### What is needed
Return the records below exactly, leaving nothing out.
-------- Source data --------
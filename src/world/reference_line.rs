// src/world/reference_line.rs
//
// Reference-line geometry: an s-ordered polyline with lane and road widths.
// Construction belongs to the upstream map layer; the planner only samples
// and offsets it.

use crate::types::PathPoint;

#[derive(Debug, Clone)]
pub struct ReferenceLine {
    points: Vec<PathPoint>,
    lane_width_m: f64,
    /// Drivable width left of the line center (lane + shoulder).
    road_left_width_m: f64,
    /// Drivable width right of the line center.
    road_right_width_m: f64,
}

impl ReferenceLine {
    pub fn new(
        points: Vec<PathPoint>,
        lane_width_m: f64,
        road_left_width_m: f64,
        road_right_width_m: f64,
    ) -> Self {
        debug_assert!(
            points.windows(2).all(|w| w[0].s <= w[1].s),
            "reference line points must be s-ordered"
        );
        Self {
            points,
            lane_width_m,
            road_left_width_m,
            road_right_width_m,
        }
    }

    /// Straight line along +x starting at s = 0. Used by the simulation
    /// driver and tests.
    pub fn straight(
        length_m: f64,
        step_m: f64,
        lane_width_m: f64,
        road_left_width_m: f64,
        road_right_width_m: f64,
    ) -> Self {
        let n = (length_m / step_m).ceil() as usize + 1;
        let points = (0..n)
            .map(|i| {
                let s = (i as f64 * step_m).min(length_m);
                PathPoint {
                    x: s,
                    y: 0.0,
                    theta: 0.0,
                    kappa: 0.0,
                    s,
                }
            })
            .collect();
        Self::new(points, lane_width_m, road_left_width_m, road_right_width_m)
    }

    pub fn length(&self) -> f64 {
        self.points.last().map(|p| p.s).unwrap_or(0.0)
    }

    pub fn lane_width_m(&self) -> f64 {
        self.lane_width_m
    }

    pub fn road_left_width_m(&self) -> f64 {
        self.road_left_width_m
    }

    pub fn road_right_width_m(&self) -> f64 {
        self.road_right_width_m
    }

    /// Interpolated point at station `s`, clamped to the line's extent.
    pub fn point_at(&self, s: f64) -> PathPoint {
        let pts = &self.points;
        if pts.is_empty() {
            return PathPoint::default();
        }
        if s <= pts[0].s {
            return pts[0];
        }
        if s >= pts[pts.len() - 1].s {
            return pts[pts.len() - 1];
        }
        let idx = pts.partition_point(|p| p.s < s);
        let (a, b) = (pts[idx - 1], pts[idx]);
        let span = b.s - a.s;
        if span <= f64::EPSILON {
            return b;
        }
        let r = (s - a.s) / span;
        PathPoint {
            x: a.x + r * (b.x - a.x),
            y: a.y + r * (b.y - a.y),
            theta: a.theta + r * (b.theta - a.theta),
            kappa: a.kappa + r * (b.kappa - a.kappa),
            s,
        }
    }

    /// Point at station `s` shifted laterally by `l` (left positive).
    pub fn offset_point(&self, s: f64, l: f64) -> PathPoint {
        let base = self.point_at(s);
        PathPoint {
            x: base.x - l * base.theta.sin(),
            y: base.y + l * base.theta.cos(),
            ..base
        }
    }
}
--------
### Task answer
filename src/world/reference_line.rs
// src/world/reference_line.rs
//
// Reference-line geometry: an s-ordered polyline with lane and road widths.
// Construction belongs to the upstream map layer; the planner only samples
// and offsets it.

use crate::types::PathPoint;

#[derive(Debug, Clone)]
pub struct ReferenceLine {
    points: Vec<PathPoint>,
    lane_width_m: f64,
    /// Drivable width left of the line center (lane + shoulder).
    road_left_width_m: f64,
    /// Drivable width right of the line center.
    road_right_width_m: f64,
}

impl ReferenceLine {
    pub fn new(
        points: Vec<PathPoint>,
        lane_width_m: f64,
        road_left_width_m: f64,
        road_right_width_m: f64,
    ) -> Self {
        debug_assert!(
            points.windows(2).all(|w| w[0].s <= w[1].s),
            "reference line points must be s-ordered"
        );
        Self {
            points,
            lane_width_m,
            road_left_width_m,
            road_right_width_m,
        }
    }

    /// Straight line along +x starting at s = 0. Used by the simulation
    /// driver and tests.
    pub fn straight(
        length_m: f64,
        step_m: f64,
        lane_width_m: f64,
        road_left_width_m: f64,
        road_right_width_m: f64,
    ) -> Self {
        let n = (length_m / step_m).ceil() as usize + 1;
        let points = (0..n)
            .map(|i| {
                let s = (i as f64 * step_m).min(length_m);
                PathPoint {
                    x: s,
                    y: 0.0,
                    theta: 0.0,
                    kappa: 0.0,
                    s,
                }
            })
            .collect();
        Self::new(points, lane_width_m, road_left_width_m, road_right_width_m)
    }

    pub fn length(&self) -> f64 {
        self.points.last().map(|p| p.s).unwrap_or(0.0)
    }

    pub fn lane_width_m(&self) -> f64 {
        self.lane_width_m
    }

    pub fn road_left_width_m(&self) -> f64 {
        self.road_left_width_m
    }

    pub fn road_right_width_m(&self) -> f64 {
        self.road_right_width_m
    }

    /// Interpolated point at station `s`, clamped to the line's extent.
    pub fn point_at(&self, s: f64) -> PathPoint {
        let pts = &self.points;
        if pts.is_empty() {
            return PathPoint::default();
        }
        if s <= pts[0].s {
            return pts[0];
        }
        if s >= pts[pts.len() - 1].s {
            return pts[pts.len() - 1];
        }
        let idx = pts.partition_point(|p| p.s < s);
        let (a, b) = (pts[idx - 1], pts[idx]);
        let span = b.s - a.s;
        if span <= f64::EPSILON {
            return b;
        }
        let r = (s - a.s) / span;
        PathPoint {
            x: a.x + r * (b.x - a.x),
            y: a.y + r * (b.y - a.y),
            theta: a.theta + r * (b.theta - a.theta),
            kappa: a.kappa + r * (b.kappa - a.kappa),
            s,
        }
    }

    /// Point at station `s` shifted laterally by `l` (left positive).
    pub fn offset_point(&self, s: f64, l: f64) -> PathPoint {
        let base = self.point_at(s);
        PathPoint {
            x: base.x - l * base.theta.sin(),
            y: base.y + l * base.theta.cos(),
            ..base
        }
    }
}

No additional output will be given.